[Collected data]
use strum::{Display, EnumIter, EnumString};

use super::{Builder, RawDashboardBuilder, TerraformDashboardBuilder};
use crate::{
  config::TerraformConfig,
  error::{Error, Result},
  generator::context::{DEFAULT_TIMESPAN, EvaluationDefaults, QueryConfig, ResourceType},
  spec::SpecResolver,
};

/// Template types accepted by `generate --template-type`.
#[derive(Debug, Clone, Copy, PartialEq, Eq, Display, EnumString, EnumIter)]
#[strum(serialize_all = "kebab-case")]
pub enum BuilderType {
  AzureDashboard,
  AzureDashboardRaw,
}

impl BuilderType {
  pub fn parse(name: &str) -> Result<Self> {
    name
      .parse()
      .map_err(|_| Error::InvalidBuilder(format!("Invalid builder error: unknown builder {name}")))
  }
}

/// Everything a builder needs besides the spec itself.
#[derive(Debug, Clone, bon::Builder)]
pub struct DashboardSettings {
  #[builder(into)]
  pub name: String,
  #[builder(into)]
  pub location: String,
  #[builder(into)]
  pub data_source_id: String,
  #[builder(default)]
  pub action_groups_ids: Vec<String>,
  #[builder(default)]
  pub resource_type: ResourceType,
  #[builder(into, default = DEFAULT_TIMESPAN.to_string())]
  pub timespan: String,
  #[builder(default)]
  pub evaluation: EvaluationDefaults,
  pub availability_threshold: Option<f64>,
  pub response_time_threshold: Option<f64>,
  pub queries: Option<QueryConfig>,
  pub terraform: Option<TerraformConfig>,
}

/// Resolves the spec and builds the requested builder around it.
///
/// # Errors
///
/// Resolver errors (`Error::Parse` for a missing, unreadable or malformed
/// spec) are returned as they are, not wrapped.
/// Only a builder that cannot be constructed from the resolved document is
/// reported as `Error::InvalidBuilder`.
pub async fn create_builder(
  kind: BuilderType,
  settings: DashboardSettings,
  resolver: &SpecResolver,
) -> Result<Box<dyn Builder>> {
  let spec = resolver.resolve().await?;
  let raw = RawDashboardBuilder::new(spec, &settings)
    .map_err(|e| Error::InvalidBuilder(format!("Failed to create builder: {e}")))?;

  Ok(match kind {
    BuilderType::AzureDashboardRaw => Box::new(raw),
    BuilderType::AzureDashboard => Box::new(TerraformDashboardBuilder::new(raw, settings)),
  })
}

REQUIRED WORK:
Each entry above should be restated exactly as supplied.

EXERCISE ANSWER:
use strum::{Display, EnumIter, EnumString};

use super::{Builder, RawDashboardBuilder, TerraformDashboardBuilder};
use crate::{
  config::TerraformConfig,
  error::{Error, Result},
  generator::context::{DEFAULT_TIMESPAN, EvaluationDefaults, QueryConfig, ResourceType},
  spec::SpecResolver,
};

/// Template types accepted by `generate --template-type`.
#[derive(Debug, Clone, Copy, PartialEq, Eq, Display, EnumString, EnumIter)]
#[strum(serialize_all = "kebab-case")]
pub enum BuilderType {
  AzureDashboard,
  AzureDashboardRaw,
}

impl BuilderType {
  pub fn parse(name: &str) -> Result<Self> {
    name
      .parse()
      .map_err(|_| Error::InvalidBuilder(format!("Invalid builder error: unknown builder {name}")))
  }
}

/// Everything a builder needs besides the spec itself.
#[derive(Debug, Clone, bon::Builder)]
pub struct DashboardSettings {
  #[builder(into)]
  pub name: String,
  #[builder(into)]
  pub location: String,
  #[builder(into)]
  pub data_source_id: String,
  #[builder(default)]
  pub action_groups_ids: Vec<String>,
  #[builder(default)]
  pub resource_type: ResourceType,
  #[builder(into, default = DEFAULT_TIMESPAN.to_string())]
  pub timespan: String,
  #[builder(default)]
  pub evaluation: EvaluationDefaults,
  pub availability_threshold: Option<f64>,
  pub response_time_threshold: Option<f64>,
  pub queries: Option<QueryConfig>,
  pub terraform: Option<TerraformConfig>,
}

/// Resolves the spec and builds the requested builder around it.
///
/// # Errors
///
/// Resolver errors (`Error::Parse` for a missing, unreadable or malformed
/// spec) are returned as they are, not wrapped.
/// Only a builder that cannot be constructed from the resolved document is
/// reported as `Error::InvalidBuilder`.
pub async fn create_builder(
  kind: BuilderType,
  settings: DashboardSettings,
  resolver: &SpecResolver,
) -> Result<Box<dyn Builder>> {
  let spec = resolver.resolve().await?;
  let raw = RawDashboardBuilder::new(spec, &settings)
    .map_err(|e| Error::InvalidBuilder(format!("Failed to create builder: {e}")))?;

  Ok(match kind {
    BuilderType::AzureDashboardRaw => Box::new(raw),
    BuilderType::AzureDashboard => Box::new(TerraformDashboardBuilder::new(raw, settings)),
  })
}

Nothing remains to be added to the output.